The effect of chronic administration of recombinant (human) leptin on leptin and uncoupling protein (UCP) 2 mRNA in neonatal pigs
JC Litten, KS Perkins, M Bell & L Clarke
Leptin, the 16 kDa product of the obese gene, and uncoupling proteins (UCP) are both involved in energy expenditure. Piglets have recently been shown to express UCP2, it has been speculated that the induction of UCP2 in adipose tissue by leptin may stimulate thermogenesis. The aim of this study was to investigate the effect of leptin administration on body temperature, leptin and UCP2 mRNA. Ten Meishan sows gave birth naturally at term and siblings were paired by birth weight and gender. On day 3 of life, piglets were randomly allocated to either leptin (L: n=6) or placebo (P: n=6) group and were subsequently administered intravenously with either leptin (1ml/kg: conc. 50ng/ml) or a saline placebo (1ml/kg) at 10.00 hrs daily for 6 days. Rectal temperature was measured just prior to treatment.

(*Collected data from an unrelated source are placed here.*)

//! Configuration scaffolding command

use std::path::Path;

use anyhow::{Context, Result};
use clap::Args;
use colored::Colorize;

/// Write a starter chunksplit.toml
#[derive(Args, Debug)]
pub struct InitCommand {
    /// Project name written into the config
    #[arg(long, default_value = "my-app")]
    pub name: String,

    /// Overwrite an existing config file
    #[arg(short, long)]
    pub force: bool,
}

impl InitCommand {
    pub async fn execute(&self, config_path: &str) -> Result<()> {
        let path = Path::new(config_path);

        if path.exists() && !self.force {
            anyhow::bail!(
                "{} already exists, pass --force to overwrite it",
                path.display()
            );
        }

        tokio::fs::write(path, self.generate_config())
            .await
            .with_context(|| format!("Failed to write {}", path.display()))?;

        eprintln!("  {} Created {}", "✓".green(), path.display().to_string().cyan());
        eprintln!("\n  Next steps:");
        eprintln!("    {} chunksplit explain graph.json", "→".dimmed());
        eprintln!("    {} chunksplit apply graph.json --out split.json", "→".dimmed());
        eprintln!();

        Ok(())
    }

    fn generate_config(&self) -> String {
        format!(
            r#"# chunksplit configuration
#
# Cache groups are tried in the order they are declared; the first one whose
# `test` matches a module decides where it goes.
#
#   test   = true | false                 match everything / nothing
#   test   = "src/shared/"                prefix of the module or chunk name
#   test   = {{ regex = "node_modules" }}   pattern in the module or chunk name
#   chunks = "vendor" | ["a", "b"]        pin matched modules to these chunks;
#                                         without it modules follow their dependents

[project]
name = "{name}"
version = "0.1.0"

[cache_groups.vendor]
test = {{ regex = "node_modules" }}
chunks = "vendor"

[cache_groups.shared]
test = "src/shared/"
"#,
            name = self.name,
        )
    }
}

On day 9 of life, the animals were humanely euthanased to enable tissue sampling. Total RNA was isolated from the adipose tissue mRNA abundance was examined by RT-PCR. Results are expressed in arbitrary units as a percentage of an 18S rRNA internal control. Plasma concentrations of leptin were determined by RIA, General Linear Model ANOVA was used to assess differences between each treatment groups. At the start of the study rectal temperature (38.1±0.4 degrees C: mean±SEM) and plasma leptin concentrations (2.53±0.05 ng/ml) were similar. On day 9 body temperature was lower (P<0.05) in piglets that received leptin (38.6±0.2; L: 39.0±0.1 degrees C) and plasma leptin was higher (P<0.05) in the leptin group (L:2.77±0.11; P:2.59±0.04 ng/ml). Daily leptin administration did not influence the abundance of leptin (L:1155±285; P:1004±214 arbitrary units) or UCP2 (L:11.22±2.77; P:10.50±2.73 arbitrary units) mRNA. In conclusion, the chronic administration of recombinant (human) leptin influenced the thermoregulatory ability of the newborn pig without concomitant changes in UCP2 or leptin abundance.